As hard as she may have tried, Susan Sontag’s “On Photography” did not take all of the fun out of the practice. Yes, photography is fundamentally nostalgic in its temporality and purpose, and in its ubiquity, sometimes unavoidably banal.

Still, like junkies on an IV drip of our vice of choice, we pour through images in magazines and scroll websites. We expeditiously and efficiently document everything from breakfast and family gatherings to our surroundings and even of other people taking photos. And some of us call this art. We cannot help ourselves in the looking and doing, for as Sontag also knew, on either side of or away from the camera, photography is a mighty powerful medium.

Thirty years ago, a young painter was applying to MFA programs. She had, if you can believe it, never before used any camera besides an Instamatic. All of the schools to which she was applying required 20 images of her work. A photographer friend of hers agreed to document her paintings and some drawings for a modest fee. It would take a week before 35mm slides of the work would be available to view.
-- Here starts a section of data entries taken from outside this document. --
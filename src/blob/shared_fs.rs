//! Blob on a shared (multi-host) filesystem.
//!
//! Layout per object: `<root>/<name>/` containing `header` and `data`.
//! The header is a fixed 128-byte record so that cross-process readers can
//! detect seal state without a peer round-trip.

use bytes::Bytes;
use chrono::{DateTime, Utc};
use std::fs::{File, OpenOptions};
use std::os::unix::fs::FileExt;
use std::path::{Path, PathBuf};

use crate::error::{CacheError, CacheResult, ErrorKind};

/// Fixed header length.
pub const SHARED_FS_HEADER_LEN: usize = 128;

/// Header magic.
const MAGIC: &[u8; 4] = b"PKCE";

/// Current header version.
const VERSION: u32 = 1;

/// Bit 0 of `flags`: set once the object is sealed.
const FLAG_SEALED: u32 = 1;

/// The on-disk header record. All integers little-endian.
#[derive(Debug, Clone, Copy, PartialEq, Eq)]
pub struct SharedFsHeader {
    pub version: u32,
    pub flags: u32,
    pub size: u64,
    pub seal_ts_ms: u64,
}

impl SharedFsHeader {
    pub fn sealed(&self) -> bool {
        self.flags & FLAG_SEALED != 0
    }

    pub fn encode(&self) -> [u8; SHARED_FS_HEADER_LEN] {
        let mut buf = [0u8; SHARED_FS_HEADER_LEN];
        buf[0..4].copy_from_slice(MAGIC);
        buf[4..8].copy_from_slice(&self.version.to_le_bytes());
        buf[8..12].copy_from_slice(&self.flags.to_le_bytes());
        buf[12..20].copy_from_slice(&self.size.to_le_bytes());
        buf[20..28].copy_from_slice(&self.seal_ts_ms.to_le_bytes());
        buf
    }

    pub fn decode(buf: &[u8]) -> CacheResult<Self> {
        if buf.len() < SHARED_FS_HEADER_LEN || &buf[0..4] != MAGIC {
            return Err(CacheError::with_message(
                ErrorKind::Internal,
                "bad shared-fs header magic",
            ));
        }
        let version = u32::from_le_bytes(buf[4..8].try_into().unwrap());
        if version != VERSION {
            return Err(CacheError::with_message(
                ErrorKind::Internal,
                format!("unsupported shared-fs header version {}", version),
            ));
        }
        Ok(Self {
            version,
            flags: u32::from_le_bytes(buf[8..12].try_into().unwrap()),
            size: u64::from_le_bytes(buf[12..20].try_into().unwrap()),
            seal_ts_ms: u64::from_le_bytes(buf[20..28].try_into().unwrap()),
        })
    }

    /// Reads the header of an object directory, for out-of-band seal checks.
    pub fn read_from(dir: &Path) -> CacheResult<Self> {
        let mut buf = [0u8; SHARED_FS_HEADER_LEN];
        let file = File::open(dir.join("header"))
            .map_err(|e| CacheError::internal(format!("open shared-fs header: {}", e)))?;
        file.read_exact_at(&mut buf, 0)?;
        Self::decode(&buf)
    }
}

/// A blob in a directory shared by multiple processes or hosts.
pub struct SharedFsBlob {
    dir: PathBuf,
    header_file: File,
    data_file: File,
}

impl SharedFsBlob {
    pub fn allocate(root: &Path, name: &str, size: u64) -> CacheResult<Self> {
        let dir = root.join(name);
        std::fs::create_dir_all(&dir)
            .map_err(|e| CacheError::internal(format!("create shared-fs dir: {}", e)))?;

        let header_file = OpenOptions::new()
            .read(true)
            .write(true)
            .create(true)
            .open(dir.join("header"))
            .map_err(|e| CacheError::internal(format!("create shared-fs header: {}", e)))?;
        let header = SharedFsHeader {
            version: VERSION,
            flags: 0,
            size,
            seal_ts_ms: 0,
        };
        header_file.write_all_at(&header.encode(), 0)?;

        let data_file = OpenOptions::new()
            .read(true)
            .write(true)
            .create(true)
            .truncate(true)
            .open(dir.join("data"))
            .map_err(|e| CacheError::internal(format!("create shared-fs data: {}", e)))?;
        data_file
            .set_len(size)
            .map_err(|e| CacheError::internal(format!("shared-fs set_len: {}", e)))?;

        let dir = dir
            .canonicalize()
            .map_err(|e| CacheError::internal(format!("canonicalize shared-fs dir: {}", e)))?;
        Ok(Self {
            dir,
            header_file,
            data_file,
        })
    }

    pub fn dir(&self) -> &Path {
        &self.dir
    }

    pub fn write_at(&self, offset: u64, data: &[u8]) -> CacheResult<()> {
        self.data_file.write_all_at(data, offset)?;
        Ok(())
    }

    pub fn read_at(&self, offset: u64, len: u64) -> CacheResult<Bytes> {
        let mut buf = vec![0u8; len as usize];
        self.data_file.read_exact_at(&mut buf, offset)?;
        Ok(Bytes::from(buf))
    }

    /// Flushes the data file and rewrites the header with the seal flag set,
    /// holding a write lock on the header byte range for the duration.
    pub fn seal(&self, size: u64, seal_ts: DateTime<Utc>) -> CacheResult<()> {
        self.data_file.sync_all()?;

        let header = SharedFsHeader {
            version: VERSION,
            flags: FLAG_SEALED,
            size,
            seal_ts_ms: seal_ts.timestamp_millis().max(0) as u64,
        };

        lock_header_range(&self.header_file)?;
        let result = self
            .header_file
            .write_all_at(&header.encode(), 0)
            .and_then(|_| self.header_file.sync_all());
        unlock_header_range(&self.header_file);
        result.map_err(CacheError::from)
    }

    pub fn remove_dir(&self) {
        if let Err(e) = std::fs::remove_dir_all(&self.dir) {
            tracing::debug!("remove {} failed: {}", self.dir.display(), e);
        }
    }
}

fn lock_header_range(file: &File) -> CacheResult<()> {
    use nix::fcntl::{fcntl, FcntlArg};
    use std::os::fd::AsRawFd;

    let mut lk: nix::libc::flock = unsafe { std::mem::zeroed() };
    lk.l_type = nix::libc::F_WRLCK as _;
    lk.l_whence = nix::libc::SEEK_SET as _;
    lk.l_start = 0;
    lk.l_len = SHARED_FS_HEADER_LEN as _;
    fcntl(file.as_raw_fd(), FcntlArg::F_SETLKW(&lk))
        .map_err(|e| CacheError::internal(format!("lock shared-fs header: {}", e)))?;
    Ok(())
}

fn unlock_header_range(file: &File) {
    use nix::fcntl::{fcntl, FcntlArg};
    use std::os::fd::AsRawFd;

    let mut lk: nix::libc::flock = unsafe { std::mem::zeroed() };
    lk.l_type = nix::libc::F_UNLCK as _;
    lk.l_whence = nix::libc::SEEK_SET as _;
    lk.l_start = 0;
    lk.l_len = SHARED_FS_HEADER_LEN as _;
    let _ = fcntl(file.as_raw_fd(), FcntlArg::F_SETLK(&lk));
}

#[cfg(test)]
mod tests {
    use super::*;

    #[test]
    fn header_encode_decode_round_trip() {
        let header = SharedFsHeader {
            version: VERSION,
            flags: FLAG_SEALED,
            size: 4096,
            seal_ts_ms: 1_700_000_000_000,
        };
        let decoded = SharedFsHeader::decode(&header.encode()).unwrap();
        assert_eq!(decoded, header);
        assert!(decoded.sealed());
    }

    #[test]
    fn decode_rejects_bad_magic() {
        let buf = [0u8; SHARED_FS_HEADER_LEN];
        assert!(SharedFsHeader::decode(&buf).is_err());
    }

    #[test]
    fn seal_state_visible_through_header_file() {
        let root = tempfile::tempdir().unwrap();
        let blob = SharedFsBlob::allocate(root.path(), "obj-1", 3).unwrap();
        blob.write_at(0, b"abc").unwrap();

        let before = SharedFsHeader::read_from(blob.dir()).unwrap();
        assert!(!before.sealed());

        blob.seal(3, Utc::now()).unwrap();
        let after = SharedFsHeader::read_from(blob.dir()).unwrap();
        assert!(after.sealed());
        assert_eq!(after.size, 3);
    }
}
Despite the usual doubts any artist worth her salt carries, the painter was not without talent and she was (and is) aware of this and remained confident and hopeful that her work was strong enough to get her a slot in a good school. She anxiously awaited the photographer’s call to come over and cull through slides to select the best 20. Yet, when the call came, she was unprepared for what she saw on the photographer’s light box.

The images of her work were wonderful, better than she could ever have imagined, and in some ways better than the paintings and drawing were in real life. Or so it seemed. It was this last thought that confused her. While the photos certainly did not do justice to the texturing and layering of paint, the transparencies carried a weight of importance. Her work seemed more valid, as if it was being readied for a feature in an art magazine. This is what Sontag might term “the preponderance of veracity,” and I suspect it is in part why a good many photographers started out as painters.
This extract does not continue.